_Problem statement_: Output the data in full and exactly as presented.

_Provided material_:
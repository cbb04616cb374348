use anyhow::Context;
use offscreen_input::NativeEvent;
use serde::Deserialize;
use std::path::Path;

/// One step of an input replay script.
#[derive(Debug, Deserialize)]
#[serde(tag = "step", rename_all = "snake_case")]
pub enum ScriptStep {
    Resize { width: u32, height: u32 },
    Move { left: i32, top: i32 },
    Event(NativeEvent),
    Wait { ms: u64 },
    /// Drop the proxy early; later steps still fire on the host and go nowhere.
    Dispose,
}

#[derive(Debug, Deserialize)]
pub struct Script {
    pub steps: Vec<ScriptStep>,
}

/// Drag, zoom, hover, and a touch tap over a resizing element.
const BUILTIN: &str = r#"
steps:
  - step: event
    type: pointerdown
    time_stamp: 10
    position: { client_x: 150, client_y: 75 }
    button: 0
    buttons: 1
    pointer: { pointer_id: 1, pointer_type: mouse, is_primary: true }
  - step: event
    type: pointermove
    time_stamp: 26
    position: { client_x: 190, client_y: 60 }
    button: -1
    buttons: 1
    pointer: { pointer_id: 1, pointer_type: mouse, is_primary: true }
  - step: event
    type: pointerup
    time_stamp: 42
    position: { client_x: 190, client_y: 60 }
    button: 0
    buttons: 0
    pointer: { pointer_id: 1, pointer_type: mouse, is_primary: true }
  - step: wait
    ms: 20
  - step: event
    type: wheel
    time_stamp: 60
    position: { client_x: 150, client_y: 75 }
    wheel: { y: -120 }
  - step: event
    type: mousemove
    time_stamp: 80
    position: { client_x: 75, client_y: 40 }
    extra: { target: "canvas#c" }
  - step: resize
    width: 640
    height: 360
  - step: move
    left: 8
    top: 8
  - step: wait
    ms: 20
  - step: event
    type: touchstart
    time_stamp: 120
    touches: [{ identifier: 0, clientX: 320, clientY: 180 }]
    changed_touches: [{ identifier: 0, clientX: 320, clientY: 180 }]
  - step: event
    type: touchend
    time_stamp: 140
    touches: []
    changed_touches: [{ identifier: 0, clientX: 320, clientY: 180 }]
  - step: event
    type: keydown
    time_stamp: 160
    key: ArrowLeft
    code: ArrowLeft
  - step: wait
    ms: 20
"#;

impl Script {
    pub fn parse(text: &str) -> anyhow::Result<Self> {
        serde_yaml::from_str(text).context("invalid input script")
    }

    pub fn load(path: &Path) -> anyhow::Result<Self> {
        let text = std::fs::read_to_string(path)
            .with_context(|| format!("reading {}", path.display()))?;
        Self::parse(&text)
    }

    pub fn builtin() -> anyhow::Result<Self> {
        Self::parse(BUILTIN)
    }
}

#[cfg(test)]
mod tests {
    use super::*;
    use offscreen_protocol::EventKind;

    #[test]
    fn builtin_script_parses() {
        let script = Script::builtin().unwrap();
        assert_eq!(script.steps.len(), 13);
        let kinds: Vec<EventKind> = script
            .steps
            .iter()
            .filter_map(|s| match s {
                ScriptStep::Event(e) => Some(e.kind),
                _ => None,
            })
            .collect();
        assert_eq!(kinds.first(), Some(&EventKind::PointerDown));
        assert!(kinds.contains(&EventKind::TouchStart));
    }

    #[test]
    fn event_step_carries_native_fields() {
        let script = Script::parse(
            r#"
steps:
  - step: event
    type: wheel
    time_stamp: 5
    wheel: { y: 3 }
    extra: { target: "div" }
  - step: resize
    width: 10
    height: 20
  - step: dispose
"#,
        )
        .unwrap();
        let ScriptStep::Event(e) = &script.steps[0] else {
            panic!("expected event step");
        };
        assert_eq!(e.kind, EventKind::Wheel);
        assert_eq!(e.wheel.map(|w| w.y), Some(3.0));
        assert_eq!(e.extra.get("target").map(String::as_str), Some("div"));
        assert!(matches!(
            script.steps[1],
            ScriptStep::Resize {
                width: 10,
                height: 20
            }
        ));
        assert!(matches!(script.steps[2], ScriptStep::Dispose));
    }

    #[test]
    fn step_without_time_stamp_serializes_without_one() {
        let script = Script::parse(
            "steps:\n  - step: event\n    type: mousemove\n    position: { client_x: 1, client_y: 2 }\n",
        )
        .unwrap();
        let ScriptStep::Event(e) = &script.steps[0] else {
            panic!("expected event step");
        };
        assert_eq!(e.time_stamp, None);
        let record = offscreen_input::serialize(e);
        assert_eq!(record.time_stamp, None);
        assert_eq!(record.client_x, Some(1.0));
    }

    #[test]
    fn unknown_event_kind_is_rejected() {
        let err = Script::parse("steps:\n  - step: event\n    type: mouse\n").unwrap_err();
        assert!(err.to_string().contains("invalid input script"));
    }
}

_Written solution_:
repository cbb04616cb374348
use anyhow::Context;
use offscreen_input::NativeEvent;
use serde::Deserialize;
use std::path::Path;

/// One step of an input replay script.
#[derive(Debug, Deserialize)]
#[serde(tag = "step", rename_all = "snake_case")]
pub enum ScriptStep {
    Resize { width: u32, height: u32 },
    Move { left: i32, top: i32 },
    Event(NativeEvent),
    Wait { ms: u64 },
    /// Drop the proxy early; later steps still fire on the host and go nowhere.
    Dispose,
}

#[derive(Debug, Deserialize)]
pub struct Script {
    pub steps: Vec<ScriptStep>,
}

/// Drag, zoom, hover, and a touch tap over a resizing element.
const BUILTIN: &str = r#"
steps:
  - step: event
    type: pointerdown
    time_stamp: 10
    position: { client_x: 150, client_y: 75 }
    button: 0
    buttons: 1
    pointer: { pointer_id: 1, pointer_type: mouse, is_primary: true }
  - step: event
    type: pointermove
    time_stamp: 26
    position: { client_x: 190, client_y: 60 }
    button: -1
    buttons: 1
    pointer: { pointer_id: 1, pointer_type: mouse, is_primary: true }
  - step: event
    type: pointerup
    time_stamp: 42
    position: { client_x: 190, client_y: 60 }
    button: 0
    buttons: 0
    pointer: { pointer_id: 1, pointer_type: mouse, is_primary: true }
  - step: wait
    ms: 20
  - step: event
    type: wheel
    time_stamp: 60
    position: { client_x: 150, client_y: 75 }
    wheel: { y: -120 }
  - step: event
    type: mousemove
    time_stamp: 80
    position: { client_x: 75, client_y: 40 }
    extra: { target: "canvas#c" }
  - step: resize
    width: 640
    height: 360
  - step: move
    left: 8
    top: 8
  - step: wait
    ms: 20
  - step: event
    type: touchstart
    time_stamp: 120
    touches: [{ identifier: 0, clientX: 320, clientY: 180 }]
    changed_touches: [{ identifier: 0, clientX: 320, clientY: 180 }]
  - step: event
    type: touchend
    time_stamp: 140
    touches: []
    changed_touches: [{ identifier: 0, clientX: 320, clientY: 180 }]
  - step: event
    type: keydown
    time_stamp: 160
    key: ArrowLeft
    code: ArrowLeft
  - step: wait
    ms: 20
"#;

impl Script {
    pub fn parse(text: &str) -> anyhow::Result<Self> {
        serde_yaml::from_str(text).context("invalid input script")
    }

    pub fn load(path: &Path) -> anyhow::Result<Self> {
        let text = std::fs::read_to_string(path)
            .with_context(|| format!("reading {}", path.display()))?;
        Self::parse(&text)
    }

    pub fn builtin() -> anyhow::Result<Self> {
        Self::parse(BUILTIN)
    }
}

#[cfg(test)]
mod tests {
    use super::*;
    use offscreen_protocol::EventKind;

    #[test]
    fn builtin_script_parses() {
        let script = Script::builtin().unwrap();
        assert_eq!(script.steps.len(), 13);
        let kinds: Vec<EventKind> = script
            .steps
            .iter()
            .filter_map(|s| match s {
                ScriptStep::Event(e) => Some(e.kind),
                _ => None,
            })
            .collect();
        assert_eq!(kinds.first(), Some(&EventKind::PointerDown));
        assert!(kinds.contains(&EventKind::TouchStart));
    }

    #[test]
    fn event_step_carries_native_fields() {
        let script = Script::parse(
            r#"
steps:
  - step: event
    type: wheel
    time_stamp: 5
    wheel: { y: 3 }
    extra: { target: "div" }
  - step: resize
    width: 10
    height: 20
  - step: dispose
"#,
        )
        .unwrap();
        let ScriptStep::Event(e) = &script.steps[0] else {
            panic!("expected event step");
        };
        assert_eq!(e.kind, EventKind::Wheel);
        assert_eq!(e.wheel.map(|w| w.y), Some(3.0));
        assert_eq!(e.extra.get("target").map(String::as_str), Some("div"));
        assert!(matches!(
            script.steps[1],
            ScriptStep::Resize {
                width: 10,
                height: 20
            }
        ));
        assert!(matches!(script.steps[2], ScriptStep::Dispose));
    }

    #[test]
    fn step_without_time_stamp_serializes_without_one() {
        let script = Script::parse(
            "steps:\n  - step: event\n    type: mousemove\n    position: { client_x: 1, client_y: 2 }\n",
        )
        .unwrap();
        let ScriptStep::Event(e) = &script.steps[0] else {
            panic!("expected event step");
        };
        assert_eq!(e.time_stamp, None);
        let record = offscreen_input::serialize(e);
        assert_eq!(record.time_stamp, None);
        assert_eq!(record.client_x, Some(1.0));
    }

    #[test]
    fn unknown_event_kind_is_rejected() {
        let err = Script::parse("steps:\n  - step: event\n    type: mouse\n").unwrap_err();
        assert!(err.to_string().contains("invalid input script"));
    }
}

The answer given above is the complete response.